_Supplied records_:
══════

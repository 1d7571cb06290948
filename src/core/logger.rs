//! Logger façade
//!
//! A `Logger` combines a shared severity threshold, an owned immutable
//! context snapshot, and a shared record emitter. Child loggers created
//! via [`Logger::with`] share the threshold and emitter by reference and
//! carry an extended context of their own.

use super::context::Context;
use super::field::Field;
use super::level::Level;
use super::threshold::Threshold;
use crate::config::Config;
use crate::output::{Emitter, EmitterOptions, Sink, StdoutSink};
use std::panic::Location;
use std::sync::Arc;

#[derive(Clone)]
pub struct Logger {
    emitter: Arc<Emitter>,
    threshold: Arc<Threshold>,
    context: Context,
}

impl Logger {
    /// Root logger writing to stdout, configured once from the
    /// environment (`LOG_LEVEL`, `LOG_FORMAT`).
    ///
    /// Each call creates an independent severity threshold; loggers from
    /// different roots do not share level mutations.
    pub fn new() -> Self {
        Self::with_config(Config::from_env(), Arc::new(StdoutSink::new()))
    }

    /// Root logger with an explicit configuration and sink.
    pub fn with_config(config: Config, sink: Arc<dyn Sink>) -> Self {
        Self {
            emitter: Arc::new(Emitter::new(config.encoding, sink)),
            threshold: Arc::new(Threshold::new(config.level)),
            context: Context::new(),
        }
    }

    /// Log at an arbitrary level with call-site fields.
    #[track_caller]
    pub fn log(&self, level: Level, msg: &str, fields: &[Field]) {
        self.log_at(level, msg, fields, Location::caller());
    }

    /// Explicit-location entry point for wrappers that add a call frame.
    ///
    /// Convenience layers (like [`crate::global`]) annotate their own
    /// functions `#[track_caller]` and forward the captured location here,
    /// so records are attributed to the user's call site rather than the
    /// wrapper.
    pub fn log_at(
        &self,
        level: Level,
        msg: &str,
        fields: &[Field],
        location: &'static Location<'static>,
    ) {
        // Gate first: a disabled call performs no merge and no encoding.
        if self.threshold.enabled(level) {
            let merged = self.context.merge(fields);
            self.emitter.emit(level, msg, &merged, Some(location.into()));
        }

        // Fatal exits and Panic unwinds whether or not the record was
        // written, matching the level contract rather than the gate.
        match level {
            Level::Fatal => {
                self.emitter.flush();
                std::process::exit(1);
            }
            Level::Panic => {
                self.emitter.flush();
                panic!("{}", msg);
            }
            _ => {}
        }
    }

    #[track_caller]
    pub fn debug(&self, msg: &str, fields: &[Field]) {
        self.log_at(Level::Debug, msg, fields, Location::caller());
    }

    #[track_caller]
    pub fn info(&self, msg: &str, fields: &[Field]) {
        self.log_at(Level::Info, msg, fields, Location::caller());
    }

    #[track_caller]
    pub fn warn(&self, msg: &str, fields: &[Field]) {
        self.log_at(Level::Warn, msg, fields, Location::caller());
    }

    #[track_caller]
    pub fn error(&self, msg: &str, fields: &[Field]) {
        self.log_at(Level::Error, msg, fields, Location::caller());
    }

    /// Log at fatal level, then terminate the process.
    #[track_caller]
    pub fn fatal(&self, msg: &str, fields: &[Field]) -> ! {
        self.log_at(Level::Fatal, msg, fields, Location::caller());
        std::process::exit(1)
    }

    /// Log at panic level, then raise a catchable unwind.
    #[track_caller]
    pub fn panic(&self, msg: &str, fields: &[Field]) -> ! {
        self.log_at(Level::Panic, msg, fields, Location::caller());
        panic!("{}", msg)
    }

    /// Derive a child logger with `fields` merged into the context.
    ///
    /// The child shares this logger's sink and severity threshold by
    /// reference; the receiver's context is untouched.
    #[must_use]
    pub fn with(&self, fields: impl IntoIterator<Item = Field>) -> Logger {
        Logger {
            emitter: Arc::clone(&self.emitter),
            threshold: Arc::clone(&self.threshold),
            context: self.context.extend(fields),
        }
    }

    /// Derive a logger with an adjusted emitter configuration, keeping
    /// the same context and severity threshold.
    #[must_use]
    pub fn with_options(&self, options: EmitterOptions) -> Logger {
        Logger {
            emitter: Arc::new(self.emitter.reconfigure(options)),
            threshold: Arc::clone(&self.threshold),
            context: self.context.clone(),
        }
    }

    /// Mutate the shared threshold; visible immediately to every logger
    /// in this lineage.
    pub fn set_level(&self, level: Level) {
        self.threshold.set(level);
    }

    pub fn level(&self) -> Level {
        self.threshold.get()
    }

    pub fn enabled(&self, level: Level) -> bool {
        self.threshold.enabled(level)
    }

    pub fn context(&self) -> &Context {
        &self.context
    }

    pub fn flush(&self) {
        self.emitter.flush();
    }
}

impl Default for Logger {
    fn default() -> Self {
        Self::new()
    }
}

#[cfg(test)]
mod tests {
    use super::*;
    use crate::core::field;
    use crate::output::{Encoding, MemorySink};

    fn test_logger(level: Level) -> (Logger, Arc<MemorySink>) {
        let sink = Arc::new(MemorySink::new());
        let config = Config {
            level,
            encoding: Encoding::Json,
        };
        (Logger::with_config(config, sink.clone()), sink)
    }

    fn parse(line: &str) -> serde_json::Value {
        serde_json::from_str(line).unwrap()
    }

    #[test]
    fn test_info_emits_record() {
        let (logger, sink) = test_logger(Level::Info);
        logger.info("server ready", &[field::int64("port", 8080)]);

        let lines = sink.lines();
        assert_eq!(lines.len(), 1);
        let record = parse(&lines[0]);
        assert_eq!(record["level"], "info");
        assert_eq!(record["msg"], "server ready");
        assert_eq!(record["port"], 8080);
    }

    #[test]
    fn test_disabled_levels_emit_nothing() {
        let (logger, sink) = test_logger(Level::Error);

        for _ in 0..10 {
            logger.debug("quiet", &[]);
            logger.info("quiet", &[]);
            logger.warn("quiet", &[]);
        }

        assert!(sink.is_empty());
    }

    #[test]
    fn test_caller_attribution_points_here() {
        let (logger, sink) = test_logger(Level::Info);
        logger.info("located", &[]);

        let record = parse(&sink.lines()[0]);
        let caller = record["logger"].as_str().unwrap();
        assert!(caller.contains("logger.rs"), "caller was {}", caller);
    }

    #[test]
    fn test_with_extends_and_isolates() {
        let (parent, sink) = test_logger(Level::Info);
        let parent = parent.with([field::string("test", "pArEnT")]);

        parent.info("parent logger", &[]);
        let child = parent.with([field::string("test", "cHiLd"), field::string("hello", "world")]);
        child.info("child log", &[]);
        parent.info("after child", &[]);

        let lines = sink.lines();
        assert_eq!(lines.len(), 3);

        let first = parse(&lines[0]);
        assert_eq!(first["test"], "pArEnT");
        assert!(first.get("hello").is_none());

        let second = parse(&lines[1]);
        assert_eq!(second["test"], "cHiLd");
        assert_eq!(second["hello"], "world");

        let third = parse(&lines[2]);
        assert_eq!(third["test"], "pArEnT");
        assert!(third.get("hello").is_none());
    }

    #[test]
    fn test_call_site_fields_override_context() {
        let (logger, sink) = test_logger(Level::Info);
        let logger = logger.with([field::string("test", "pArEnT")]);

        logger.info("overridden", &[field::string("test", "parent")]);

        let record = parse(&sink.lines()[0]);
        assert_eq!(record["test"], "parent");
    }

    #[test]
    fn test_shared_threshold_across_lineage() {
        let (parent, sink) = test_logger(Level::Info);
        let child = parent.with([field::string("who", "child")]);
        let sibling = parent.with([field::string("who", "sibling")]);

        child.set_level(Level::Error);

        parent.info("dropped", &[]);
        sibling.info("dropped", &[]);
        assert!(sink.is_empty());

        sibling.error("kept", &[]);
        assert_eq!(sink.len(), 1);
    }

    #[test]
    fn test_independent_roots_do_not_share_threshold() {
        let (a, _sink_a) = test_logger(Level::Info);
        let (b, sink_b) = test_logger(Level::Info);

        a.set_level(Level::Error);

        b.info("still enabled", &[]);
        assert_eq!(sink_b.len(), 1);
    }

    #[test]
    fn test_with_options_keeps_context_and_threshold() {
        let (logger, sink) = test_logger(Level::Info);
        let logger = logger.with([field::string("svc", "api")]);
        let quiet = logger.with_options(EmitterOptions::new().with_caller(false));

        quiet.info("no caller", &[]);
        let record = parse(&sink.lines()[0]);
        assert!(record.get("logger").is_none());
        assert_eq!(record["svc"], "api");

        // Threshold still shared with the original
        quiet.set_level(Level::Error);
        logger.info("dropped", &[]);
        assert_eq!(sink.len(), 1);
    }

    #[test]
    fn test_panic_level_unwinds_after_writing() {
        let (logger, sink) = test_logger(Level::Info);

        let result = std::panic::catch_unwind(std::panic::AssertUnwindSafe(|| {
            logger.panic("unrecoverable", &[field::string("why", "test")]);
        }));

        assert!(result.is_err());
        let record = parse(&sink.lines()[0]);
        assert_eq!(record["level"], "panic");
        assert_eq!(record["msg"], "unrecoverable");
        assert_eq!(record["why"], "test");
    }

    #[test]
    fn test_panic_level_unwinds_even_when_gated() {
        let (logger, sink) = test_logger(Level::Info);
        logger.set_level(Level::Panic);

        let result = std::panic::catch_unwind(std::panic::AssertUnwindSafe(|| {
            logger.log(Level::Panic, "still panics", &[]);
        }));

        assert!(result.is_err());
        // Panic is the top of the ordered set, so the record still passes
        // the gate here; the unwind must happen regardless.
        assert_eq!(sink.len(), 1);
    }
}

══════

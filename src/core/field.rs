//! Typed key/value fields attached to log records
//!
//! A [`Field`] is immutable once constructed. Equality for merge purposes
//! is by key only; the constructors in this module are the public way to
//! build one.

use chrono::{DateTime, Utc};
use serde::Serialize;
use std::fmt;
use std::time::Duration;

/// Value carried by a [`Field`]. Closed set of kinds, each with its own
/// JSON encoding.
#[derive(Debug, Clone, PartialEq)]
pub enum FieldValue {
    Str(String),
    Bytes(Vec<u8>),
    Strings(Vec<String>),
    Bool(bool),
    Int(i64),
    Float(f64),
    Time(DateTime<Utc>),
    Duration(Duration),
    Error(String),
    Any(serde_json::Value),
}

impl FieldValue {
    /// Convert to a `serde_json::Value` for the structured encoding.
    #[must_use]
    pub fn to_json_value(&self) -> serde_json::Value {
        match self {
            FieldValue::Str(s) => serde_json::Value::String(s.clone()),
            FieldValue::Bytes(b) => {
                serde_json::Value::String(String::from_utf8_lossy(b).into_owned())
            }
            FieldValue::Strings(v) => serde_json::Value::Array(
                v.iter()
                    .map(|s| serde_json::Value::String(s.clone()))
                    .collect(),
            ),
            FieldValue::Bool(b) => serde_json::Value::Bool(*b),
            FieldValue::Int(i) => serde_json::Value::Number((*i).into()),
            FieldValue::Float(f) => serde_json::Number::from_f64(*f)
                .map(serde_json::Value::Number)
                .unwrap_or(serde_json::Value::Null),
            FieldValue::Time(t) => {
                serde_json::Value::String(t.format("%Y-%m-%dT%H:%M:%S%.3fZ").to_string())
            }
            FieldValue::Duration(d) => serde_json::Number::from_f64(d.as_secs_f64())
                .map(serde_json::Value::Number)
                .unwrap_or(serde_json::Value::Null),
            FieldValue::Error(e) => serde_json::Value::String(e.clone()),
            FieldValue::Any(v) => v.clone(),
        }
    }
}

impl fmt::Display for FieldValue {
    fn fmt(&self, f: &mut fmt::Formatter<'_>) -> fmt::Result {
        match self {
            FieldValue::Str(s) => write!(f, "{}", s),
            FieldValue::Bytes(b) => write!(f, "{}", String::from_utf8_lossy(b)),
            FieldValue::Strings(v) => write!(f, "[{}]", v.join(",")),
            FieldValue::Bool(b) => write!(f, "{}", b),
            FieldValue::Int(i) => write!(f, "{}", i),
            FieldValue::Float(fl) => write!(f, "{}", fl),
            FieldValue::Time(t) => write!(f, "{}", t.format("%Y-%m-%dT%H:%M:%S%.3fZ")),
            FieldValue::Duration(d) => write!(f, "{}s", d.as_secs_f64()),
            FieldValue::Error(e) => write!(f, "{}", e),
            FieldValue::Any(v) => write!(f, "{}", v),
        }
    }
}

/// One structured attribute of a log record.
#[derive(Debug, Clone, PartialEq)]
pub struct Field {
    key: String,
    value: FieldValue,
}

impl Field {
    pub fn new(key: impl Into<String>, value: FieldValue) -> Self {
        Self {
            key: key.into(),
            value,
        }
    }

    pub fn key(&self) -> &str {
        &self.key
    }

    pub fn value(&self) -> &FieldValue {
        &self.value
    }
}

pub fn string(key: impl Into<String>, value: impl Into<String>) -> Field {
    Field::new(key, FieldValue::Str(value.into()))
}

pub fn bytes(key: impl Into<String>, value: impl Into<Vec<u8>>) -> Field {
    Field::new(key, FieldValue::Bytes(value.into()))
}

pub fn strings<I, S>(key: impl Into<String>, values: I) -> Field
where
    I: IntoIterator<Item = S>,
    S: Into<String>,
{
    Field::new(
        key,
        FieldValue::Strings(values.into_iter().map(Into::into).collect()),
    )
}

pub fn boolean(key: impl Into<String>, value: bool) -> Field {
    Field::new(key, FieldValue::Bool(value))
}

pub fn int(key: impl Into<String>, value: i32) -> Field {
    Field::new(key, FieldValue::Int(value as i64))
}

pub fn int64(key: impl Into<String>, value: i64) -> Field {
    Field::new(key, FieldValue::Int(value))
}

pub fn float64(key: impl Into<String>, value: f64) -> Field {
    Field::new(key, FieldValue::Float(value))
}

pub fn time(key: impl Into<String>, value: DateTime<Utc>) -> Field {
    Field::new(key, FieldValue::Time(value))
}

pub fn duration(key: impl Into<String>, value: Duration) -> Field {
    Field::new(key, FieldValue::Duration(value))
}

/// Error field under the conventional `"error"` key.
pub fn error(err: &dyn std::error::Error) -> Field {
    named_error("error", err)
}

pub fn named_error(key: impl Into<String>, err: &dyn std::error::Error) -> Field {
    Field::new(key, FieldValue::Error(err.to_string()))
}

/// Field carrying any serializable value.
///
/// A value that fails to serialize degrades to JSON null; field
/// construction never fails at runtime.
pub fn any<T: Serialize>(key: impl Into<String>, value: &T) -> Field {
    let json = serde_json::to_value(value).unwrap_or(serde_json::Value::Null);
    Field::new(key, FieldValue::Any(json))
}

══════

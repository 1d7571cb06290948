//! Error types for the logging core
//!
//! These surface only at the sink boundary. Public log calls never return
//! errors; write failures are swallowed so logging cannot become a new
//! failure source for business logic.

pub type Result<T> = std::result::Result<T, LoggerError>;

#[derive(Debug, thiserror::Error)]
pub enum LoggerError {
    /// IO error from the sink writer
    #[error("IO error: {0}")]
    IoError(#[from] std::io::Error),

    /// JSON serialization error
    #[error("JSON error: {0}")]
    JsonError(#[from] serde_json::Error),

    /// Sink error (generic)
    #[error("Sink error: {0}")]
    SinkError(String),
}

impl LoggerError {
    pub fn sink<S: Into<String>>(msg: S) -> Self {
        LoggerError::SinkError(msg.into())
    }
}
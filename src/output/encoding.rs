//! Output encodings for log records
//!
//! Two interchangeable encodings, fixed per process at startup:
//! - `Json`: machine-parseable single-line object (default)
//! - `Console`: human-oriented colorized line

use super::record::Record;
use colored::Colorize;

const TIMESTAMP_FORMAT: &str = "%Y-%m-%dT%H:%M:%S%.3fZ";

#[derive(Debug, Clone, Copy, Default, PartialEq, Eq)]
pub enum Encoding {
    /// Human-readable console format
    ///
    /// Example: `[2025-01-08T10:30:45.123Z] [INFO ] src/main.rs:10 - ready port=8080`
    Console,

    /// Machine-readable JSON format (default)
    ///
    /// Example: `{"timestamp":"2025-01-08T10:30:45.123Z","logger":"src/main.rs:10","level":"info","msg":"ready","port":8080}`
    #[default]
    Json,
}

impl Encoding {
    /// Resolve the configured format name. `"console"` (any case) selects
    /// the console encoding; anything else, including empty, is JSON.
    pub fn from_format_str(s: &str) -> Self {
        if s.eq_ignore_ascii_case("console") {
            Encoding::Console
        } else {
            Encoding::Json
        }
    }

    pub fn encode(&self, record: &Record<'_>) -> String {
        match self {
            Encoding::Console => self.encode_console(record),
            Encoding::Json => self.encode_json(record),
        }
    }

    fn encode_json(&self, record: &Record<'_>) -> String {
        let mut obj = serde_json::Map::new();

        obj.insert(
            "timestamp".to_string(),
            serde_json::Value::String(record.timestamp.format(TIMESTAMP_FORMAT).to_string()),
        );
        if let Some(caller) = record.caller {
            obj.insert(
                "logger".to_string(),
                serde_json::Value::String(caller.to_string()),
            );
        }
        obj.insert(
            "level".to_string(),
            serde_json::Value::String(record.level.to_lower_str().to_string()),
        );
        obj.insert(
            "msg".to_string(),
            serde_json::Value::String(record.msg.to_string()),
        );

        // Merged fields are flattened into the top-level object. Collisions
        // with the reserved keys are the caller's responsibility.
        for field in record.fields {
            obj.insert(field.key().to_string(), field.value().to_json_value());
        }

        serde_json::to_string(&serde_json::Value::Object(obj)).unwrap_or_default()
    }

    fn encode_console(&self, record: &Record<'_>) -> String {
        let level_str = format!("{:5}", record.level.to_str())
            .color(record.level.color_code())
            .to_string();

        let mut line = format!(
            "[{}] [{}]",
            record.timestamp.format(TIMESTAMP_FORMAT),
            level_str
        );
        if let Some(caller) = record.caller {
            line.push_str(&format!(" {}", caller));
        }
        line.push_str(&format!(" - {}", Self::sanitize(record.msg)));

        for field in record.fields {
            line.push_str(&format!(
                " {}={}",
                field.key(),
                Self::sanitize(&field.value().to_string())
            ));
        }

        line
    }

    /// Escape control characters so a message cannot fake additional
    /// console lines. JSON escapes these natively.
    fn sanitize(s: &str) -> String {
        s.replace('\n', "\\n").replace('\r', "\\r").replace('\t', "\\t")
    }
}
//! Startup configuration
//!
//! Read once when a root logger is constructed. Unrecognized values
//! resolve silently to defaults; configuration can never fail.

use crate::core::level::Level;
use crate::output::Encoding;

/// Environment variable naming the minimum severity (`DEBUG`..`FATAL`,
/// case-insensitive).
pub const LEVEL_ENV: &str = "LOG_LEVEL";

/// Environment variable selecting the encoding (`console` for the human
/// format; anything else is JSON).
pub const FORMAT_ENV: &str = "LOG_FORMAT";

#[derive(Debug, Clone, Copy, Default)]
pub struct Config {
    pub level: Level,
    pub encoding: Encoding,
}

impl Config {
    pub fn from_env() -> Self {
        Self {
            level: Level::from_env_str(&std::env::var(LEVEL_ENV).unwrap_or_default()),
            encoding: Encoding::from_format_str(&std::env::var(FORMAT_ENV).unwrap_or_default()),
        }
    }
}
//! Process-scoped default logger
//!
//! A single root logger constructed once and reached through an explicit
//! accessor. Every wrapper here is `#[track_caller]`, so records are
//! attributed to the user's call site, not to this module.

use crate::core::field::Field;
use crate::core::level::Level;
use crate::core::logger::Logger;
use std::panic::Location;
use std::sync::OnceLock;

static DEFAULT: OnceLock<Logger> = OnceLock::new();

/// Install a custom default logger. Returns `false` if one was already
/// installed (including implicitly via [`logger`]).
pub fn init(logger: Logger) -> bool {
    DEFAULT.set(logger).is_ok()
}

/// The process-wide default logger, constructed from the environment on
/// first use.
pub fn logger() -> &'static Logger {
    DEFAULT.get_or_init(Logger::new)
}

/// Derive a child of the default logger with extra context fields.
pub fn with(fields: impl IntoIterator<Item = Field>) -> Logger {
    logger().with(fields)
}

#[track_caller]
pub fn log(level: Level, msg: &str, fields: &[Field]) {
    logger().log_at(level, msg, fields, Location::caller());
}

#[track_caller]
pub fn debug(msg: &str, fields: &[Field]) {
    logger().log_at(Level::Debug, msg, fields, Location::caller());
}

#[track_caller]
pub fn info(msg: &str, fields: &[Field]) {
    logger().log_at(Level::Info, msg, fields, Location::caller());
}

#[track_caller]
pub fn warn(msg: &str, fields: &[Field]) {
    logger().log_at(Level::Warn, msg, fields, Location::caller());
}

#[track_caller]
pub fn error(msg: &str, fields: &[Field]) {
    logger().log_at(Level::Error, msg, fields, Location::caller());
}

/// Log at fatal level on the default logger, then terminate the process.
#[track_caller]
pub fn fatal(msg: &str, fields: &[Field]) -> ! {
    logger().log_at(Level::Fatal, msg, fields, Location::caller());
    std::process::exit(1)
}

══════

_Problem to solve_: Say how many lines in the entries include the word "else", with no text around the number.

_Response below_: 3